Periparturient paresis is a metabolic disorder in dairy cows, which occurs around calving. The disease is induced by a drop in blood calcium levels, which leads to a calcium deficiency (hypocalcemia). Periparturient paresis is a common metabolic disorder in dairy cows with serious impact on the animal’s health.
The incidence of periparturient paresis remains high despite the availability of several approaches for prevention. Recent studies have found that the incidence of clinical periparturient paresis is only approximately 5%. However, incidence of periparturient paresis in multipar animals has increased to 30-50% (Reinhard et al., 2011, Venjakob et al., 2017) – consequently, almost every other cow is affected by periparturient paresis accompanied by the second and following lactations.
Cause of Periparturient Paresis
The cause of periparturient paresis is a calcium deficiency in the blood. Calving induces milk synthesis in cows, which results in significantly increased demand of nutrients, in particular calcium. For 10 liters of colostrum, approximately 23 g of calcium are needed, which equals 9 times the amount of calcium in the entire blood plasma.

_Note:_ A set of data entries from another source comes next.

use config::{Config, ConfigError, Environment, File};
use serde::Deserialize;
use std::path::Path;

use crate::models::ScoringWeights;

/// Application configuration
#[derive(Debug, Clone, Default, Deserialize)]
pub struct Settings {
    #[serde(default)]
    pub server: ServerSettings,
    #[serde(default)]
    pub database: DatabaseSettings,
    #[serde(default)]
    pub embedding: EmbeddingSettings,
    #[serde(default)]
    pub cors: CorsSettings,
    #[serde(default)]
    pub scoring: ScoringSettings,
    #[serde(default)]
    pub logging: LoggingSettings,
}

#[derive(Debug, Clone, Deserialize)]
pub struct ServerSettings {
    #[serde(default = "default_host")]
    pub host: String,
    #[serde(default = "default_port")]
    pub port: u16,
    pub workers: Option<usize>,
}

impl Default for ServerSettings {
    fn default() -> Self {
        Self {
            host: default_host(),
            port: default_port(),
            workers: None,
        }
    }
}

fn default_host() -> String { "0.0.0.0".to_string() }
fn default_port() -> u16 { 8000 }

#[derive(Debug, Clone, Deserialize)]
pub struct DatabaseSettings {
    #[serde(default = "default_mongo_uri")]
    pub uri: String,
    #[serde(default = "default_database_name")]
    pub name: String,
    #[serde(default = "default_mentor_collection")]
    pub mentor_collection: String,
    pub server_selection_timeout_secs: Option<u64>,
}

impl Default for DatabaseSettings {
    fn default() -> Self {
        Self {
            uri: default_mongo_uri(),
            name: default_database_name(),
            mentor_collection: default_mentor_collection(),
            server_selection_timeout_secs: None,
        }
    }
}

fn default_mongo_uri() -> String { "mongodb://localhost:27017/mentormentee".to_string() }
fn default_database_name() -> String { "mentormentee".to_string() }
fn default_mentor_collection() -> String { "mentors".to_string() }

/// Where embeddings come from
#[derive(Debug, Clone, Copy, PartialEq, Eq, Default, Deserialize)]
#[serde(rename_all = "lowercase")]
pub enum EmbeddingProvider {
    /// OpenAI-compatible embeddings endpoint
    #[default]
    Http,
    /// Local ONNX model, requires the `onnx` feature
    Onnx,
}

#[derive(Debug, Clone, Deserialize)]
pub struct EmbeddingSettings {
    #[serde(default)]
    pub provider: EmbeddingProvider,
    #[serde(default = "default_embedding_endpoint")]
    pub endpoint: String,
    #[serde(default = "default_embedding_model")]
    pub model: String,
    pub api_key: Option<String>,
    pub timeout_secs: Option<u64>,
    pub batch_size: Option<usize>,
    #[serde(default = "default_model_path")]
    pub model_path: String,
    #[serde(default = "default_tokenizer_path")]
    pub tokenizer_path: String,
    pub intra_threads: Option<usize>,
}

impl Default for EmbeddingSettings {
    fn default() -> Self {
        Self {
            provider: EmbeddingProvider::default(),
            endpoint: default_embedding_endpoint(),
            model: default_embedding_model(),
            api_key: None,
            timeout_secs: None,
            batch_size: None,
            model_path: default_model_path(),
            tokenizer_path: default_tokenizer_path(),
            intra_threads: None,
        }
    }
}

fn default_embedding_endpoint() -> String { "http://localhost:8080/v1/embeddings".to_string() }
fn default_embedding_model() -> String { "sentence-transformers/all-MiniLM-L6-v2".to_string() }
fn default_model_path() -> String { "models/all-MiniLM-L6-v2/model.onnx".to_string() }
fn default_tokenizer_path() -> String { "models/all-MiniLM-L6-v2/tokenizer.json".to_string() }

#[derive(Debug, Clone, Deserialize)]
pub struct CorsSettings {
    #[serde(default = "default_allowed_origin")]
    pub allowed_origin: String,
}

impl Default for CorsSettings {
    fn default() -> Self {
        Self {
            allowed_origin: default_allowed_origin(),
        }
    }
}

fn default_allowed_origin() -> String { "http://localhost:3000".to_string() }

#[derive(Debug, Clone, Default, Deserialize)]
pub struct ScoringSettings {
    #[serde(default)]
    pub weights: WeightsConfig,
}

#[derive(Debug, Clone, Deserialize)]
pub struct WeightsConfig {
    #[serde(default = "default_topic_weight")]
    pub topic: f64,
    #[serde(default = "default_experience_max")]
    pub experience_max: f64,
    #[serde(default = "default_experience_neutral")]
    pub experience_neutral: f64,
    #[serde(default = "default_level_match")]
    pub level_match: f64,
    #[serde(default = "default_level_neutral")]
    pub level_neutral: f64,
    #[serde(default = "default_rating_max")]
    pub rating_max: f64,
    #[serde(default = "default_rating_neutral")]
    pub rating_neutral: f64,
    #[serde(default = "default_session_max")]
    pub session_max: f64,
    #[serde(default = "default_session_saturation")]
    pub session_saturation: f64,
}

impl Default for WeightsConfig {
    fn default() -> Self {
        Self {
            topic: default_topic_weight(),
            experience_max: default_experience_max(),
            experience_neutral: default_experience_neutral(),
            level_match: default_level_match(),
            level_neutral: default_level_neutral(),
            rating_max: default_rating_max(),
            rating_neutral: default_rating_neutral(),
            session_max: default_session_max(),
            session_saturation: default_session_saturation(),
        }
    }
}

impl From<&WeightsConfig> for ScoringWeights {
    fn from(config: &WeightsConfig) -> Self {
        Self {
            topic: config.topic,
            experience_max: config.experience_max,
            experience_neutral: config.experience_neutral,
            level_match: config.level_match,
            level_neutral: config.level_neutral,
            rating_max: config.rating_max,
            rating_neutral: config.rating_neutral,
            session_max: config.session_max,
            session_saturation: config.session_saturation,
        }
    }
}

fn default_topic_weight() -> f64 { 40.0 }
fn default_experience_max() -> f64 { 20.0 }
fn default_experience_neutral() -> f64 { 10.0 }
fn default_level_match() -> f64 { 15.0 }
fn default_level_neutral() -> f64 { 5.0 }
fn default_rating_max() -> f64 { 15.0 }
fn default_rating_neutral() -> f64 { 5.0 }
fn default_session_max() -> f64 { 10.0 }
fn default_session_saturation() -> f64 { 50.0 }

#[derive(Debug, Clone, Deserialize)]
pub struct LoggingSettings {
    #[serde(default = "default_log_level")]
    pub level: String,
    #[serde(default = "default_log_format")]
    pub format: String,
}

impl Default for LoggingSettings {
    fn default() -> Self {
        Self {
            level: default_log_level(),
            format: default_log_format(),
        }
    }
}

fn default_log_level() -> String { "info".to_string() }
fn default_log_format() -> String { "json".to_string() }

impl Settings {
    /// Load configuration from file and environment variables
    ///
    /// Configuration is loaded in the following order (later overrides earlier):
    /// 1. Default values in the struct
    /// 2. Configuration file (config/default.toml)
    /// 3. Local overrides (config/local.toml)
    /// 4. Environment variables (prefixed with MENTOR_MATCH)
    /// 5. MONGO_URI and FRONTEND_URL
    pub fn load() -> Result<Self, ConfigError> {
        let mut settings = Config::builder()
            .add_source(File::with_name("config/default").required(false))
            .add_source(File::with_name("config/local").required(false))
            // e.g., MENTOR_MATCH__SERVER__PORT -> server.port
            .add_source(
                Environment::with_prefix("MENTOR_MATCH")
                    .prefix_separator("__")
                    .separator("__")
                    .try_parsing(true),
            )
            .build()?;

        settings = substitute_env_vars(settings)?;

        settings.try_deserialize()
    }

    /// Load configuration from a custom path
    pub fn load_from<P: AsRef<Path>>(path: P) -> Result<Self, ConfigError> {
        let settings = Config::builder()
            .add_source(File::from(path.as_ref()))
            .add_source(
                Environment::with_prefix("MENTOR_MATCH")
                    .prefix_separator("__")
                    .separator("__")
                    .try_parsing(true),
            )
            .build()?;

        settings.try_deserialize()
    }
}

/// Apply the plain environment variables shared with the rest of the platform
fn substitute_env_vars(settings: Config) -> Result<Config, ConfigError> {
    use std::env;

    let mut builder = Config::builder().add_source(settings);

    if let Ok(uri) = env::var("MONGO_URI") {
        builder = builder.set_override("database.uri", uri)?;
    }
    if let Ok(origin) = env::var("FRONTEND_URL") {
        builder = builder.set_override("cors.allowed_origin", origin)?;
    }

    builder.build()
}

In order to cover the enormous demand, large quantities of calcium need to be made available. This can be achieved through mobilizing calcium from reservoirs such as the bones or through increased uptake from feed. In case the demand cannot be covered, blood calcium levels drop leading to periparturient paresis.
The graph above shows a typical course of blood calcium concentration around calving. Depending on the magnitude of the calcium decrease, the periparturient paresis is either subclinical or clinical.
Calcium – a Key Player in Metabolism
- Synaptic transmission (signal transmission from nerve ends to the muscle)
- Muscle contractions (e.g. heart contraction, teat canal closure, uterine contraction)
- Modulation of the immune response
- Intracellular signaling cascade, release of hormones and second messengers
Current Prevention Measures
To prevent periparturient paresis, calcium supply should be adapted to every phase of lactation. A tailored calcium-adapted diet is particularly required during drying off and in the early phases of lactation.
Additionally, several approaches for hypocalcemia prevention can be applied:
- Feeding low calcium diet including calcium binders (e.g. Zeolith A or rice bran) before calving
- Feeding anionic salts to increase calcium mobilization from the bones
- Oral calcium administration peripartum (paste, bolus, etc.)
- Subcutaneous calcium application
- Vitamin D administration
A clinical periparturient paresis left untreated is often fatal for the animal. An affected cow is usually treated by the vet with an intravenous calcium administration. Depending on the severity of the paresis, the treatment has to be repeated several times.
Periparturient Paresis and Secondary Diseases
The drop in the blood calcium levels has a tremendous impact on the animal´s metabolism.
Clinical periparturient paresis leads to a reduced excitability of the muscle cells, which is reflected by instable posture, impaired coordination and problems with getting up.
Not only skeletal muscles, but also smooth muscles such as the gastrointestinal smooth muscles, uterus muscles and the teat sphincter can be affected by the calcium deficiency. This is of particular importance in cases of subclinical hypocalcemia. Although cows with subclinical hypocalcemia do not lay down, they suffer from various secondary diseases.
In the gut, decreased contractibility and reduced motility can lead to constipation and depression of feed intake. In the uterus, the calcium deficiency can attenuate uterine contractibility required for calving and placenta delivery, which can cause difficult calvings and retained placentas.
In the udder, reduced contractibility of the teat sphincter muscle produces an inadequate teat canal closure which offers an ideal entry point to pathogens, thereby leading to a significantly increased risk for mastitis.
Since calcium plays a central role in the activation of the immune system, a calcium deficit can cause a generalized immunosuppression with serious consequences for the remaining lactation period. The figure above shows how the occurrence of periparturient paresis affects the risk for secondary diseases.
Alternative Approach to Improve Calcium Homeostasis
The uptake of calcium in the gut is mediated by transport proteins. In ruminants, a great proportion of calcium is already absorbed in the rumen, which is one of the four forestomachs. Particularly at the start of lactation, the uptake of calcium from the feed is not sufficient to cover the enormous demand of the cow. Hence, an increased calcium resorption could help to prevent the occurrence of periparturient paresis.
It was shown in various in vitro and ex vivo studies with isolated ruminal epithelium that the transport proteins responsible for calcium uptake can be activated by specific phytogenic compounds. Addition of such compounds increased the ruminal calcium uptake significantly (Rosendahl et al, 2016).
These results could be confirmed by in vivo feeding studies with lactating dairy cows: supplementing a feed additive based on phytogenic compounds led to significantly increased blood calcium levels (Braun et al., 2018). Hence, the tailored use of phytogenic compounds to improve calcium homeostasis offers a new approach to prevent periparturient paresis.